Input:  s = "anagram",  t = "nagaram"
Output: true

Why?
s = a n a g r a m   → a:3, n:1, g:1, r:1, m:1
t = n a g a r a m   → a:3, n:1, g:1, r:1, m:1
Same letters, same counts. Anagram. ✅

──────────────────────────────────────────────

Input:  s = "rat",  t = "car"
Output: false

s = r a t   → r:1, a:1, t:1
t = c a r   → c:1, a:1, r:1
't' is in s but not in t. 'c' is in t but not in s. ❌

Clarifying questions to ask the interviewer (always ask before writing code):

“Is the comparison case-sensitive?” — Usually yes. "Listen" vs "silent" would return false because of the capital L.
“Are we limited to lowercase English letters, or could there be Unicode — emojis, accented characters, Chinese?” — This question alone is a senior signal. The answer changes the optimal solution.
“Are spaces and punctuation significant?” — Usually yes for this problem. Sentence-level anagrams (“dormitory” ↔ “dirty room”) are a different problem entirely.

Step 1 — The Brute Force (Sorting)

The simplest correct solution is sorting both strings and comparing. If they’re anagrams, sorting them produces the same string.

“Let me start with the simplest correct approach — if two strings are anagrams, sorting them gives the same sequence of characters. So I can sort both and compare.”

s = "anagram"   sorted → "aaagmnr"
t = "nagaram"   sorted → "aaagmnr"
Same? Yes → anagram ✅

s = "rat"       sorted → "art"
t = "car"       sorted → "acr"
Same? No  → not an anagram ❌

The sorting code

fun isAnagram(s: String, t: String): Boolean {
    if (s.length != t.length) return false
    // Quick early exit — different lengths can NEVER be anagrams

    return s.toCharArray().sorted() == t.toCharArray().sorted()
    // toCharArray() is an EXTENSION FUNCTION on String — gives a CharArray
    // sorted() is an EXTENSION FUNCTION on CharArray — returns a sorted List<Char>
    // == on Lists compares element by element
}

Complexity of sorting approach

Time   : O(n log n)
            Sorting dominates.
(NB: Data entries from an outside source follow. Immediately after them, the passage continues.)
//! Read contract over the at-rest record layout.
//!
//! Each section is a table keyed by the enciphered patient identifier in
//! its `patient_id` column. Every text-typed field is independently
//! enciphered; numeric missing values are stored as `-1` and text missing
//! values as the enciphered `"Data Unknown"` sentinel. This module //! reads; ingestion is a separate concern.

use std::path::Path;
use std::sync::Mutex;

use rusqlite::types::ValueRef;
use rusqlite::Connection;

use super::StoreError;
use crate::models::{FieldValue, RawRow};

/// Abstract read access to the record store. The sole operations the
/// retrieval core needs: enumerate sections, read one section's rows for
/// an enciphered patient identifier, in insertion order.
pub trait RecordStore {
    fn section_names(&self) -> Result<Vec<String>, StoreError>;

    fn read_section(
        &self,
        section: &str,
        encrypted_patient_id: &str,
    ) -> Result<Vec<RawRow>, StoreError>;
}

/// SQLite-backed record store. Every user table is a section; a table
/// without a `patient_id` column belongs to no patient and yields no rows.
pub struct SqliteRecordStore {
    conn: Mutex<Connection>,
}

impl SqliteRecordStore {
    /// Open a store backed by a database file.
    pub fn open(path: &Path) -> Result<Self, StoreError> {
        Ok(Self::from_connection(Connection::open(path)?))
    }

    /// Open an in-memory store (for testing).
    pub fn open_memory() -> Result<Self, StoreError> {
        Ok(Self::from_connection(Connection::open_in_memory()?))
    }

    /// Wrap an existing connection (lets tests seed data first).
    pub fn from_connection(conn: Connection) -> Self {
        Self {
            conn: Mutex::new(conn),
        }
    }

    fn columns(conn: &Connection, table: &str) -> Result<Vec<String>, StoreError> {
        let mut stmt = conn.prepare(&format!("PRAGMA table_info({table})"))?;
        let cols = stmt
            .query_map([], |row| row.get::<_, String>(1))?
            .collect::<Result<Vec<_>, _>>()?;
        Ok(cols)
    }
}

/// Section names are interpolated into SQL (SQLite cannot parameterize
/// identifiers), so only plain identifiers are accepted.
fn validate_section_name(name: &str) -> Result<(), StoreError> {
    let mut chars = name.chars();
    let head_ok = chars
        .next()
        .map(|c| c.is_ascii_alphabetic() || c == '_')
        .unwrap_or(false);
    if head_ok && name.chars().all(|c| c.is_ascii_alphanumeric() || c == '_') {
        Ok(())
    } else {
        Err(StoreError::InvalidSectionName(name.to_string()))
    }
}

fn value_from_sql(value: ValueRef<'_>, column: &str) -> FieldValue {
    match value {
        ValueRef::Text(bytes) => match std::str::from_utf8(bytes) {
            Ok(s) => FieldValue::Text(s.to_string()),
            Err(_) => {
                tracing::warn!(column, "Non-UTF-8 text value, treating as null");
                FieldValue::Null
            }
        },
        ValueRef::Integer(n) => FieldValue::Number(n as f64),
        ValueRef::Real(n) => FieldValue::Number(n),
        ValueRef::Null => FieldValue::Null,
        ValueRef::Blob(_) => {
            tracing::warn!(column, "Unexpected blob value, treating as null");
            FieldValue::Null
        }
    }
}

impl RecordStore for SqliteRecordStore {
    fn section_names(&self) -> Result<Vec<String>, StoreError> {
        let conn = self.conn.lock().map_err(|_| StoreError::LockPoisoned)?;
        let mut stmt = conn.prepare(
            "SELECT name FROM sqlite_master
             WHERE type='table' AND name NOT LIKE 'sqlite_%'
             ORDER BY name",
        )?;
        let names = stmt
            .query_map([], |row| row.get::<_, String>(0))?
            .collect::<Result<Vec<_>, _>>()?;
        Ok(names)
    }

    fn read_section(
        &self,
        section: &str,
        encrypted_patient_id: &str,
    ) -> Result<Vec<RawRow>, StoreError> {
        validate_section_name(section)?;
        let conn = self.conn.lock().map_err(|_| StoreError::LockPoisoned)?;

        let columns = Self::columns(&conn, section)?;
        if !columns.iter().any(|c| c == "patient_id") {
            return Ok(Vec::new());
        }

        let mut stmt = conn.prepare(&format!(
            "SELECT * FROM {section} WHERE patient_id = ?1"
        ))?;
        let rows = stmt
            .query_map([encrypted_patient_id], |row| {
                let mut fields: RawRow = Vec::with_capacity(columns.len());
                for (i, name) in columns.iter().enumerate() {
                    fields.push((name.clone(), value_from_sql(row.get_ref(i)?, name)));
                }
                Ok(fields)
            })?
            .collect::<Result<Vec<_>, _>>()?;
        Ok(rows)
    }
}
Most JVM sorts are TimSort or
            dual-pivot quicksort — both O(n log n).

Space  : O(n)
            sorted() allocates a new List of characters.
            Some interviewers will accept O(1) or O(log n) if you
            sort in place with a primitive char[], but for the
            Kotlin idiom above, it's O(n).

This works. It’s clean. The interviewer will ask for better — not because sorting is wrong, but because we’re doing more work than the problem requires.

Step 2 — The Interviewer Asks “Can You Do It in Linear Time?”

Here’s your line:

“Yes. Sorting is doing more than I need. I don’t actually care about the order of the letters — I just need to know that both strings have the same letters in the same counts. So I can count occurrences with a HashMap (or a small fixed array for lowercase English letters) in one pass each, then compare the counts.”

That sentence tells the interviewer: I understand what the problem actually requires, not just how to satisfy it.

Step 3 — Counting with a HashMap

The mental shift: an anagram check is just a multiset equality check. Two strings are anagrams when the set of (letter, count) pairs is identical.

Algorithm:

Walk s and count each character into a map.
Walk t and decrement each character’s count.
If any count ends up non-zero, it’s not an anagram.

The reason we decrement instead of building two maps is elegant — if both strings have the same letters in the same counts, every increment in step 1 gets cancelled by a decrement in step 2. Final state should be all zeros.

Full trace — s = "anagram", t = "nagaram"

Lengths: 7 == 7 ✅ (proceed)

Pass 1 — count characters in s = "anagram":
   a:1
   a:1, n:1
   a:2, n:1
   a:2, n:1, g:1
   a:2, n:1, g:1, r:1
   a:3, n:1, g:1, r:1
   a:3, n:1, g:1, r:1, m:1

Final map after s:
   { a:3, n:1, g:1, r:1, m:1 }

──────────────────────────────────────────────
Pass 2 — decrement characters in t = "nagaram":

   n:  count was 1 → now 0
   a:  count was 3 → now 2
   g:  count was 1 → now 0
   a:  count was 2 → now 1
   r:  count was 1 → now 0
   a:  count was 1 → now 0
   m:  count was 1 → now 0

Final map after t:
   { a:0, n:0, g:0, r:0, m:0 }

──────────────────────────────────────────────
Check: any count != 0?  No → return true ✅

Trace for a non-anagram — s = "rat", t = "car"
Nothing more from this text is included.